Cuando en 2001 creé el Premio Reino de Redonda para escritores o cineastas exclusivamente extranjeros (el primero en nuestro país de estas características), preferí limitarme a organizarlo y financiarlo, y no votar. Así pues, el hecho de que recayera en Coetzee en su convocatoria inaugural no fue en modo alguno asunto mío, sino de los muy distinguidos jurados, con especial entusiasmo hacia el ganador, recuerdo, por parte de Pedro Almodóvar, Eduardo Mendoza y Juan Villoro. Este último, gran conocedor de su obra, tuvo la amabilidad de redactar las frases "institucionales" que acompañaron a la concesión.

Una vez producido el fallo, quedaba ponerse en contacto con el premiado, explicarle la loca historia de Redonda, confiar en que no me tomara por un chiflado y en que aceptara el galardón. Sabía de la aversión de Coetzee a muchas cosas mundanas (apenas si concede entrevistas, y no siempre se presenta a recoger sus premios), así que me dirigí a él con escasa esperanza, casi hecho a la idea de que nuestro invento iba a nacer con mal pie, pese al prestigioso jurado involucrado en él. Pero el profesor Coetzee contestó, desde la Universidad de Ciudad del Cabo (ahora vive en Australia), con una nota de agradecimiento de lo más cortés, y eligió llamarse en Redonda "Duke of Deshonra". "Aunque soy consciente", escribió, "tanto de la denotación como de las connotaciones de la palabra española 'deshonra', y a menos que usted considere que con ello trato a la compañía de Duques demasiado a la ligera, me adheriré a ese título, que me parece adecuadamente quijotesco".
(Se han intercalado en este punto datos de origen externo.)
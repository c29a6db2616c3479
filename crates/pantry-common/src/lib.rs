pub mod models;
pub mod validation;
impl ExprVisitor for Evaluator<'_> {
    type Output = EvalResult;

    fn visit_literal(&mut self, value: &Value, _token: &Token) -> EvalResult {
        Ok(value.clone())
    }

    fn visit_identifier(&mut self, name: &str, _token: &Token) -> EvalResult {
        if let Some(value) = self.scope.lookup(name) {
            return Ok(value);
        }
        if self.registry.contains(name) {
            return Ok(Value::Function(Rc::from(name)));
        }
        Err(EvalError::new(format!("undefined variable '{name}'")))
    }

    fn visit_unary(&mut self, op: UnaryOp, _token: &Token, operand: &Expr) -> EvalResult {
        let value = self.evaluate(operand)?;
        match op {
            UnaryOp::Not => Ok(Value::Bool(!value.is_truthy())),
            UnaryOp::Neg => match value {
                Value::Int(n) => match n.checked_neg() {
                    Some(neg) => Ok(Value::Int(neg)),
                    None => Ok(Value::Float(-(n as f64))),
                },
                Value::Float(f) => Ok(Value::Float(-f)),
                other => Err(EvalError::new(format!(
                    "unary '-' requires a number, found {}",
                    other.type_name()
                ))),
            },
        }
    }

    fn visit_binary(
        &mut self,
        left: &Expr,
        op: BinaryOp,
        _token: &Token,
        right: &Expr,
    ) -> EvalResult {
        let a = self.evaluate(left)?;
        let b = self.evaluate(right)?;
        match op {
            BinaryOp::Add => add_values(&a, &b),
            BinaryOp::Sub => arith_values("-", &a, &b, |x, y| x - y, i64::checked_sub),
            BinaryOp::Mul => arith_values("*", &a, &b, |x, y| x * y, i64::checked_mul),
            BinaryOp::Div => div_values(&a, &b),
            BinaryOp::Mod => mod_values(&a, &b),
            BinaryOp::Pow => pow_values(&a, &b),
            BinaryOp::Eq => Ok(Value::Bool(a == b)),
            BinaryOp::Ne => Ok(Value::Bool(a != b)),
            BinaryOp::Lt => ordering_of("<", &a, &b).map(|o| Value::Bool(o.is_lt())),
            BinaryOp::Le => ordering_of("<=", &a, &b).map(|o| Value::Bool(!o.is_gt())),
            BinaryOp::Gt => ordering_of(">", &a, &b).map(|o| Value::Bool(o.is_gt())),
            BinaryOp::Ge => ordering_of(">=", &a, &b).map(|o| Value::Bool(!o.is_lt())),
        }
    }

    fn visit_logical(
        &mut self,
        left: &Expr,
        op: LogicalOp,
        _token: &Token,
        right: &Expr,
    ) -> EvalResult {
        let a = self.evaluate(left)?;
        // The result is always a Bool, never the operand itself.
        match op {
            LogicalOp::And => {
                if !a.is_truthy() {
                    return Ok(Value::Bool(false));
                }
                let b = self.evaluate(right)?;
                Ok(Value::Bool(b.is_truthy()))
            }
            LogicalOp::Or => {
                if a.is_truthy() {
                    return Ok(Value::Bool(true));
                }
                let b = self.evaluate(right)?;
                Ok(Value::Bool(b.is_truthy()))
            }
        }
    }

    fn visit_grouping(&mut self, inner: &Expr) -> EvalResult {
        self.evaluate(inner)
    }

    fn visit_call(&mut self, callee: &Expr, args: &[Expr], _token: &Token) -> EvalResult {
        if let Expr::Member {
            object,
            optional,
            name,
            ..
        } = callee
        {
            let receiver = self.evaluate(object)?;
            if *optional && receiver.is_null() {
                return Ok(Value::Null);
            }
            let argv = self.eval_args(args)?;
            return self.call_method(&receiver, name, &argv);
        }
        if let Expr::Identifier { name, .. } = callee {
            if let Some(value) = self.scope.lookup(name) {
                let argv = self.eval_args(args)?;
                return self.call_value(&value, &argv, name);
            }
            if let Some(f) = self.registry.get(name) {
                let argv = self.eval_args(args)?;
                return f(&argv, self);
            }
            return Err(EvalError::new(format!("unknown function '{name}'")));
        }
        let callee_value = self.evaluate(callee)?;
        let argv = self.eval_args(args)?;
        self.call_value(&callee_value, &argv, "expression")
    }

    fn visit_member(
        &mut self,
        object: &Expr,
        optional: bool,
        name: &str,
        _token: &Token,
    ) -> EvalResult {
        let object = self.evaluate(object)?;
        if optional && object.is_null() {
            return Ok(Value::Null);
        }
        self.member_access(&object, name)
    }

    fn visit_index(&mut self, object: &Expr, index: &Expr, _token: &Token) -> EvalResult {
        let object = self.evaluate(object)?;
        let index = self.evaluate(index)?;
        match &object {
            Value::Array(items) => {
                let i = index.as_i64().ok_or_else(|| {
                    EvalError::new(format!(
                        "array index must be an integer, found {}",
                        index.type_name()
                    ))
                })?;
                if i < 0 || i as usize >= items.len() {
                    return Err(EvalError::new(format!(
                        "index {i} out of range (length {})",
                        items.len()
                    )));
                }
                Ok(items[i as usize].clone())
            }
            Value::Object(map) => {
                let key = match &index {
                    Value::Str(s) => s.to_string(),
                    other => other.to_display_string(),
                };
                Ok(map.get(&key).cloned().unwrap_or(Value::Null))
            }
            Value::Str(s) => {
                let i = index.as_i64().ok_or_else(|| {
                    EvalError::new(format!(
                        "string index must be an integer, found {}",
                        index.type_name()
                    ))
                })?;
                let ch = if i >= 0 {
                    s.chars().nth(i as usize)
                } else {
                    None
                };
                match ch {
                    Some(c) => Ok(Value::string(c.to_string())),
                    None => Err(EvalError::new(format!(
                        "index {i} out of range (length {})",
                        s.chars().count()
                    ))),
                }
            }
            other => Err(EvalError::new(format!(
                "cannot index into {}",
                other.type_name()
            ))),
        }
    }

    fn visit_conditional(
        &mut self,
        condition: &Expr,
        then_branch: &Expr,
        else_branch: &Expr,
    ) -> EvalResult {
        let condition = self.evaluate(condition)?;
        if condition.is_truthy() {
            self.evaluate(then_branch)
        } else {
            self.evaluate(else_branch)
        }
    }

    fn visit_array(&mut self, elements: &[Expr], _token: &Token) -> EvalResult {
        let mut out = Vec::with_capacity(elements.len());
        for element in elements {
            out.push(self.evaluate(element)?);
        }
        Ok(Value::array(out))
    }

    fn visit_object(&mut self, entries: &[(Expr, Expr)], _token: &Token) -> EvalResult {
        let mut map = BTreeMap::new();
        for (key_expr, value_expr) in entries {
            let key = match self.evaluate(key_expr)? {
                Value::Str(s) => s.to_string(),
                other => other.to_display_string(),
            };
            let value = self.evaluate(value_expr)?;
            map.insert(key, value);
        }
        Ok(Value::object(map))
    }

    fn visit_interpolation(&mut self, parts: &[Expr], _token: &Token) -> EvalResult {
        let mut out = String::new();
        for part in parts {
            out.push_str(&self.evaluate(part)?.to_display_string());
        }
        Ok(Value::string(out))
    }

    fn visit_pipe(&mut self, value: &Expr, filter: &Expr, _token: &Token) -> EvalResult {
        let value = self.evaluate(value)?;
        match filter {
            Expr::Identifier { name, .. } => self.apply_filter(name, value, &[]),
            Expr::Call { callee, args, .. } => match callee.as_ref() {
                Expr::Identifier { name, .. } => {
                    let argv = self.eval_args(args)?;
                    self.apply_filter(name, value, &argv)
                }
                _ => Err(EvalError::new("pipe filter must be a name")),
            },
            _ => Err(EvalError::new("pipe filter must be a name or a call")),
        }
    }

    fn visit_lambda(&mut self, params: &[String], body: &Rc<Expr>, _token: &Token) -> EvalResult {
        Ok(Value::Lambda(Rc::new(LambdaValue {
            params: params.to_vec(),
            body: Rc::clone(body),
            captured: Rc::clone(&self.scope),
        })))
    }
}

/// `+` adds numbers, concatenates when either side is a string (null
/// coerces to the empty string), and concatenates arrays.
fn add_values(a: &Value, b: &Value) -> EvalResult {
    match (a, b) {
        (Value::Int(x), Value::Int(y)) => Ok(match x.checked_add(*y) {
            Some(sum) => Value::Int(sum),
            None => Value::Float(*x as f64 + *y as f64),
        }),
        _ if a.is_number() && b.is_number() => {
            let (x, y) = promote(a, b);
            Ok(Value::Float(x + y))
        }
        (Value::Str(_), _) | (_, Value::Str(_)) => {
            let mut out = a.to_display_string();
            out.push_str(&b.to_display_string());
            Ok(Value::string(out))
        }
        (Value::Array(x), Value::Array(y)) => {
            let mut out = Vec::with_capacity(x.len() + y.len());
            out.extend_from_slice(x);
            out.extend_from_slice(y);
            Ok(Value::array(out))
        }
        _ => Err(EvalError::new(format!(
            "cannot add {} and {}",
            a.type_name(),
            b.type_name()
        ))),
    }
}

fn arith_values(
    op: &str,
    a: &Value,
    b: &Value,
    float_op: fn(f64, f64) -> f64,
    int_op: fn(i64, i64) -> Option<i64>,
) -> EvalResult {
    match (a, b) {
        (Value::Int(x), Value::Int(y)) => Ok(match int_op(*x, *y) {
            Some(v) => Value::Int(v),
            None => Value::Float(float_op(*x as f64, *y as f64)),
        }),
        _ if a.is_number() && b.is_number() => {
            let (x, y) = promote(a, b);
            Ok(Value::Float(float_op(x, y)))
        }
        _ => Err(EvalError::new(format!(
            "'{op}' requires numbers, found {} and {}",
            a.type_name(),
            b.type_name()
        ))),
    }
}

fn div_values(a: &Value, b: &Value) -> EvalResult {
    if !a.is_number() || !b.is_number() {
        return Err(EvalError::new(format!(
            "'/' requires numbers, found {} and {}",
            a.type_name(),
            b.type_name()
        )));
    }
    let (x, y) = promote(a, b);
    if y == 0.0 {
        return Err(EvalError::new("division by zero"));
    }
    if let (Value::Int(ix), Value::Int(iy)) = (a, b) {
        if ix % iy == 0 {
            return Ok(Value::Int(ix / iy));
        }
    }
    Ok(Value::Float(x / y))
}

fn mod_values(a: &Value, b: &Value) -> EvalResult {
    if !a.is_number() || !b.is_number() {
        return Err(EvalError::new(format!(
            "'%' requires numbers, found {} and {}",
            a.type_name(),
            b.type_name()
        )));
    }
    let (x, y) = promote(a, b);
    if y == 0.0 {
        return Err(EvalError::new("modulo by zero"));
    }
    if let (Value::Int(ix), Value::Int(iy)) = (a, b) {
        return Ok(Value::Int(ix % iy));
    }
    Ok(Value::Float(x % y))
}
Ahora le llega el Nobel a John Michael (o no se sabe si Maxwell) Coetzee, y uno no puede sino alegrarse por él, por la Academia sueca, por Redonda y por Juan Benet. Y también pensar que el mundo, pese a su tremendo desorden habitual, todavía se molesta de vez en cuando en poner en orden algún detalle. Frente a tantos exégetas de Coetzee como surgirán ahora, con mejores conocimientos que yo, sólo puedo decir, como mero lector suyo ya antiguo, que cada frase de las novelas de Coetzee tiene la extrañísima virtud de impelir fuertemente a pasar a la próxima, y también, a la vez, de hacer que uno desee demorarse en ella y lamente siempre abandonarla o dejarla atrás. No sé de ningún efecto mejor ni más noble al que pueda aspirar un escritor.